Pancreatic β cell function and antibodies to glutamic acid decarboxylase (anti-GAD) in Chinese patients with clinical diagnosis of insulin-dependent diabetes mellitus

Abstract

Antibodies to glutamic acid decarboxylase (anti-GAD) and pancreatic β cell secretory function were measured in 39 consecutive Chinese patients with a clinical diagnosis of insulin-dependent diabetes mellitus (IDDM) (19 males, mean ± SD age, 37 ± 15 years; body mass index (BMI), 22 ± 4 kg/m 2; mean duration of disease, 6.7 ± 5.6 years). IDDM was defined on the basis of acute symptoms with heavy ketonuria (>3+) or ketoacidosis at diagnosis, or requirement for continuous insulin treatment within one year of diagnosis. Insulin deficiency was defined as a post-glucagon stimulated plasma C-peptide concentration <-0.6 nmol/l. Overall, anti-GAD antibodies were positive (>18 units) in 23% ( n = 9) of these patients. Of the 39 patients, 29 (74%) were insulin deficient and 10 (26%) were non-insulin deficient. Anti-GAD antibodies were positive in 31% of the insulin-deficient patients but in none of the non-insulin-deficient group.

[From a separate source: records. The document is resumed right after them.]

use crate::error::WorkflowError;
use crate::export::{ResultExport, RESULTS_FILE_NAME};
use crate::model::{
    ClientConfig, FillMethod, ModelType, PipelineStep, PreprocessOptions, TrainOptions, UploadFile,
};
use crate::orchestrator::WorkflowController;
use crate::transport::{AnalyticsBackend, HttpBackend};
use axum::{
    extract::{Multipart, State},
    http::StatusCode,
    routing::{get, post},
    Json, Router,
};
use serde_json::{json, Value};
use std::path::Path;
use std::sync::{Arc, Mutex};
use std::time::Duration;
use tokio::net::TcpListener;

const PEOPLE_CSV: &str = "\
id,age,income,years,score,city
1,25,30000,1,52,Lisbon
2,32,42000,5,61,Porto
3,47,58000,12,70,Lisbon
4,51,61000,20,74,Braga
5,23,28000,1,49,Porto
6,38,47000,9,66,Lisbon
7,29,35000,3,55,Braga
8,44,52000,15,69,Porto
9,36,45000,8,63,Lisbon
10,58,70000,25,80,Braga
";

/// Parsed upload held by the mock service between calls.
#[derive(Default)]
struct Dataset {
    columns: Vec<String>,
    rows: Vec<Vec<Value>>,
}

impl Dataset {
    fn parse(text: &str) -> Self {
        let mut lines = text.lines().filter(|l| !l.trim().is_empty());
        let columns = lines
            .next()
            .map(|h| h.split(',').map(str::to_string).collect())
            .unwrap_or_default();
        let rows = lines
            .map(|l| {
                l.split(',')
                    .map(|cell| match cell.parse::<f64>() {
                        Ok(n) => json!(n),
                        Err(_) => json!(cell),
                    })
                    .collect()
            })
            .collect();
        Self { columns, rows }
    }

    fn preview(&self, limit: usize) -> Value {
        json!({
            "columns": self.columns,
            "data": self.rows.iter().take(limit).collect::<Vec<_>>(),
            "shape": [self.rows.len(), self.columns.len()],
        })
    }
}

#[derive(Clone, Default)]
struct ServiceState {
    data: Arc<Mutex<Dataset>>,
    upload_fields: Arc<Mutex<Vec<(String, Option<String>)>>>,
    last_predict: Arc<Mutex<Option<Value>>>,
}

async fn upload_csv(State(state): State<ServiceState>, mut multipart: Multipart) -> (StatusCode, Json<Value>) {
    while let Some(field) = multipart.next_field().await.expect("multipart") {
        let name = field.name().unwrap_or_default().to_string();
        let file_name = field.file_name().map(str::to_string);
        state
            .upload_fields
            .lock()
            .expect("lock")
            .push((name.clone(), file_name));
        if name == "file" {
            let text = field.text().await.expect("text");
            let dataset = Dataset::parse(&text);
            let preview = dataset.preview(5);
            *state.data.lock().expect("lock") = dataset;
            return (StatusCode::OK, Json(preview));
        }
    }
    (StatusCode::BAD_REQUEST, Json(json!({"detail": "No file uploaded"})))
}

async fn data_info(State(state): State<ServiceState>) -> Json<Value> {
    let data = state.data.lock().expect("lock");
    let dtypes: serde_json::Map<String, Value> = data
        .columns
        .iter()
        .enumerate()
        .map(|(i, c)| {
            let numeric = data.rows.iter().all(|r| r[i].is_number());
            (c.clone(), json!(if numeric { "float64" } else { "object" }))
        })
        .collect();
    let missing: serde_json::Map<String, Value> =
        data.columns.iter().map(|c| (c.clone(), json!(0))).collect();
    Json(json!({
        "shape": [data.rows.len(), data.columns.len()],
        "columns": data.columns,
        "dtypes": dtypes,
        "missing_values": missing,
        "numeric_columns": ["id", "age", "income", "years", "score"],
        "categorical_columns": ["city"],
    }))
}

async fn preprocess(State(state): State<ServiceState>, Json(body): Json<Value>) -> Json<Value> {
    let data = state.data.lock().expect("lock");
    let drop: Vec<&str> = body["drop_columns"]
        .as_array()
        .map(|a| a.iter().filter_map(Value::as_str).collect())
        .unwrap_or_default();
    let keep: Vec<usize> = (0..data.columns.len())
        .filter(|i| !drop.contains(&data.columns[*i].as_str()))
        .collect();
    let processed = Dataset {
        columns: keep.iter().map(|i| data.columns[*i].clone()).collect(),
        rows: data
            .rows
            .iter()
            .map(|r| keep.iter().map(|i| r[*i].clone()).collect())
            .collect(),
    };

    let mut steps = Vec::new();
    if !drop.is_empty() {
        steps.push(format!("Dropped columns: {}", drop.join(", ")));
    }
    if let Some(method) = body["fill_na_method"].as_str() {
        steps.push(format!("Filled missing values using {method}"));
    }
    if body["normalize"].as_bool() == Some(true) {
        steps.push("Applied normalization to numeric columns".to_string());
    }

    let mut out = processed.preview(10);
    out["preprocessing_steps"] = json!(steps);
    Json(out)
}

async fn generate_eda() -> Json<Value> {
    // PNG signature plus an IHDR chunk for a 4×2 image.
    Json(json!({
        "histograms": "iVBORw0KGgoAAAANSUhEUgAAAAQAAAACCAYAAAB/qH1jAAAA",
        "correlation_matrix": "iVBORw0KGgoAAAANSUhEUgAAAAQAAAACCAYAAAB/qH1jAAAA",
    }))
}

async fn predict(State(state): State<ServiceState>, Json(body): Json<Value>) -> Json<Value> {
    *state.last_predict.lock().expect("lock") = Some(body.clone());
    Json(json!({
        "predictions": [51.8, 62.3, 70.1],
        "metrics": {
            "mse": 1.92, "rmse": 1.3856, "mae": 1.1, "r2": 0.97,
            "folds": [{"mse": 1.8, "r2": 0.96}, {"mse": 2.04, "r2": 0.98}],
        },
        "model_info": {
            "type": "regression",
            "target": body["target_column"],
            "features": body["feature_columns"],
            "intercept": 12.5,
            "coefficients": {"age": 0.41, "income": 0.0006},
        },
        "model_filename": "model_regression.joblib",
    }))
}

async fn download_results(State(state): State<ServiceState>) -> Json<Value> {
    let data = state.data.lock().expect("lock");
    let mut csv = data.columns.join(",");
    csv.push('\n');
    for row in &data.rows {
        let cells: Vec<String> = row
            .iter()
            .map(|v| v.as_str().map_or_else(|| v.to_string(), str::to_string))
            .collect();
        csv.push_str(&cells.join(","));
        csv.push('\n');
    }
    Json(json!({ "csv_content": csv }))
}

async fn spawn_service() -> (String, ServiceState) {
    std::env::set_var("NO_PROXY", "127.0.0.1,localhost");
    let listener = TcpListener::bind("127.0.0.1:0").await.expect("bind");
    let addr = listener.local_addr().expect("addr");
    let state = ServiceState::default();
    let app = Router::new()
        .route("/upload-csv/", post(upload_csv))
        .route("/data-info/", get(data_info))
        .route("/preprocess/", post(preprocess))
        .route("/generate-eda/", get(generate_eda))
        .route("/predict/", post(predict))
        .route("/download-results/", get(download_results))
        .with_state(state.clone());
    tokio::spawn(async move {
        let _ = axum::serve(listener, app).await;
    });
    (format!("http://{addr}"), state)
}

/// Every route fails in a different way.
async fn spawn_failing_service() -> String {
    std::env::set_var("NO_PROXY", "127.0.0.1,localhost");
    let listener = TcpListener::bind("127.0.0.1:0").await.expect("bind");
    let addr = listener.local_addr().expect("addr");
    let app = Router::new()
        .route(
            "/upload-csv/",
            post(|| async {
                (
                    StatusCode::BAD_REQUEST,
                    Json(json!({"detail": "Only CSV files are accepted"})),
                )
            }),
        )
        .route(
            "/preprocess/",
            post(|| async {
                (
                    StatusCode::UNPROCESSABLE_ENTITY,
                    Json(json!({"detail": [
                        {"loc": ["body", "fill_na_value"], "msg": "field required"},
                        {"loc": ["body", "outlier_threshold"], "msg": "value is not a valid float"},
                    ]})),
                )
            }),
        )
        .route(
            "/predict/",
            post(|| async { (StatusCode::INTERNAL_SERVER_ERROR, "Internal Server Error") }),
        )
        .route("/generate-eda/", get(|| async { "{\"histograms\": " }))
        .route(
            "/download-results/",
            get(|| async { (StatusCode::BAD_REQUEST, Json(json!({"detail": "   "}))) }),
        );
    tokio::spawn(async move {
        let _ = axum::serve(listener, app).await;
    });
    format!("http://{addr}")
}

fn config(base_url: &str, export_dir: &Path) -> ClientConfig {
    ClientConfig {
        base_url: base_url.to_string(),
        request_timeout: Duration::from_secs(5),
        user_agent: "tabular-wizard-tests".into(),
        export_dir: export_dir.to_path_buf(),
    }
}

fn people() -> UploadFile {
    UploadFile::new("people.csv", Some("text/csv"), PEOPLE_CSV.as_bytes().to_vec())
}

#[tokio::test]
async fn detail_message_is_surfaced_verbatim() {
    let url = spawn_failing_service().await;
    let backend = HttpBackend::new(&config(&url, Path::new("."))).expect("backend");

    let err = backend.upload(&people()).await.expect_err("400");
    assert!(matches!(
        &err,
        WorkflowError::Transport { status: Some(400), message } if message == "Only CSV files are accepted"
    ));
}

#[tokio::test]
async fn validation_detail_list_is_joined() {
    let url = spawn_failing_service().await;
    let backend = HttpBackend::new(&config(&url, Path::new("."))).expect("backend");

    let err = backend
        .preprocess(&PreprocessOptions::default())
        .await
        .expect_err("422");
    assert_eq!(
        err.to_string(),
        "field required; value is not a valid float"
    );
}

#[tokio::test]
async fn missing_detail_falls_back_to_a_generic_message() {
    let url = spawn_failing_service().await;
    let backend = HttpBackend::new(&config(&url, Path::new("."))).expect("backend");

    let opts = TrainOptions {
        model_type: ModelType::Regression,
        target: "score".into(),
        features: vec!["age".into()],
    };
    let err = backend.train(&opts).await.expect_err("500");
    assert!(matches!(err, WorkflowError::Transport { status: Some(500), .. }));
    assert_eq!(err.to_string(), "Failed to train the model");

    let err = backend.download_results().await.expect_err("blank detail");
    assert_eq!(err.to_string(), "Failed to download the results");
}

#[tokio::test]
async fn malformed_success_body_is_a_decode_error() {
    let url = spawn_failing_service().await;
    let backend = HttpBackend::new(&config(&url, Path::new("."))).expect("backend");

    let err = backend.generate_eda().await.expect_err("truncated json");
    assert!(matches!(err, WorkflowError::Decode(_)), "{err:?}");
}

#[tokio::test]
async fn unreachable_service_reports_no_status() {
    let listener = TcpListener::bind("127.0.0.1:0").await.expect("bind");
    let addr = listener.local_addr().expect("addr");
    drop(listener);

    std::env::set_var("NO_PROXY", "127.0.0.1,localhost");
    let backend =
        HttpBackend::new(&config(&format!("http://{addr}/"), Path::new("."))).expect("backend");
    assert_eq!(backend.base_url(), format!("http://{addr}"));

    let err = backend.data_info().await.expect_err("refused");
    assert!(matches!(err, WorkflowError::Transport { status: None, .. }));
    assert_eq!(err.to_string(), "Failed to load dataset information");
}

#[test]
fn invalid_base_url_is_rejected_up_front() {
    assert!(HttpBackend::new(&config("not a url", Path::new("."))).is_err());
}

#[tokio::test]
async fn upload_preprocess_train_and_download_against_a_live_service() {
    let (url, service) = spawn_service().await;
    let dir = tempfile::tempdir().expect("tempdir");
    let cfg = config(&url, dir.path());
    let backend = HttpBackend::new(&cfg).expect("backend");
    let mut controller =
        WorkflowController::new(backend, cfg.request_timeout, ResultExport::new(dir.path()));

    let original = controller.upload(&people()).await.expect("upload");
    assert_eq!(original.total_rows(), 10);
    assert_eq!(original.column_count(), 6);
    assert_eq!(original.row_count(), 5);
    assert!(original.is_preview());
    {
        let fields = service.upload_fields.lock().expect("lock");
        assert_eq!(
            fields.as_slice(),
            &[("file".to_string(), Some("people.csv".to_string()))]
        );
    }

    let info = controller.refresh_data_info().await.expect("data info");
    assert_eq!(info.shape, (10, 6));
    assert_eq!(info.dtypes.get("city").map(String::as_str), Some("object"));

    let opts = PreprocessOptions {
        drop_columns: ["city".to_string()].into_iter().collect(),
        fill_method: FillMethod::Mean,
        normalize: true,
        ..Default::default()
    };
    let processed = controller.preprocess(&opts).await.expect("preprocess");
    assert_eq!(processed.table.shape(), (10, 5));
    assert!(!processed.table.has_column("city"));
    let steps = &processed.preprocessing_steps;
    let mean = steps.iter().position(|s| s.contains("mean")).expect("fill step");
    let norm = steps
        .iter()
        .position(|s| s.contains("normalization"))
        .expect("normalize step");
    assert!(mean < norm);

    let eda = controller.generate_eda().await.expect("eda");
    assert_eq!(eda.charts().len(), 2);
    assert!(eda.boxplots.is_none());
    assert_eq!(controller.state().active_step, PipelineStep::Explore);

    let train = TrainOptions {
        model_type: ModelType::Regression,
        target: "score".into(),
        features: vec!["age".into(), "income".into()],
    };
    let result = controller.train(&train).await.expect("train");
    for name in ["mse", "rmse", "mae", "r2"] {
        assert!(result.metric(name).is_some(), "missing {name}");
    }
    assert_eq!(result.folds.len(), 2);
    assert_eq!(result.next_prediction, Some(70.1));
    assert_eq!(controller.state().active_step, PipelineStep::Results);
    {
        let sent = service.last_predict.lock().expect("lock");
        let sent = sent.as_ref().expect("predict body");
        assert_eq!(sent["model_type"], "regression");
        assert_eq!(sent["target_column"], "score");
        assert_eq!(sent["feature_columns"], json!(["age", "income"]));
    }

    let file = controller.download_results().await.expect("download");
    assert_eq!(file.path, dir.path().join(RESULTS_FILE_NAME));
    let written = std::fs::read_to_string(&file.path).expect("read export");
    assert!(written.starts_with("id,age,income,years,score,city\n"));
    assert_eq!(written.lines().count(), 11);
    assert_eq!(controller.state().active_step, PipelineStep::Results);
    assert!(controller.state().error.is_none());
}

Insulin deficiency and anti-GAD positivity were associated with younger age. earlier age of clinical onset and lower BMI. There were independent negative relationships between levels of anti-GAD antibodies and blood pressure and a positive relationship between insulin dosage and albuminuria. This study emphasises the difficulty in differentiating clinically between IDDM and NIDDM in Chinese patients. Despite the acute presentation, these patients had variable pancreatic β cell secretory function. The varying duration of disease may partly explain the low prevalence of positive anti-GAD antibodies in these patients, but seems unlikely to explain fully the difference from Caucasian IDDM patients.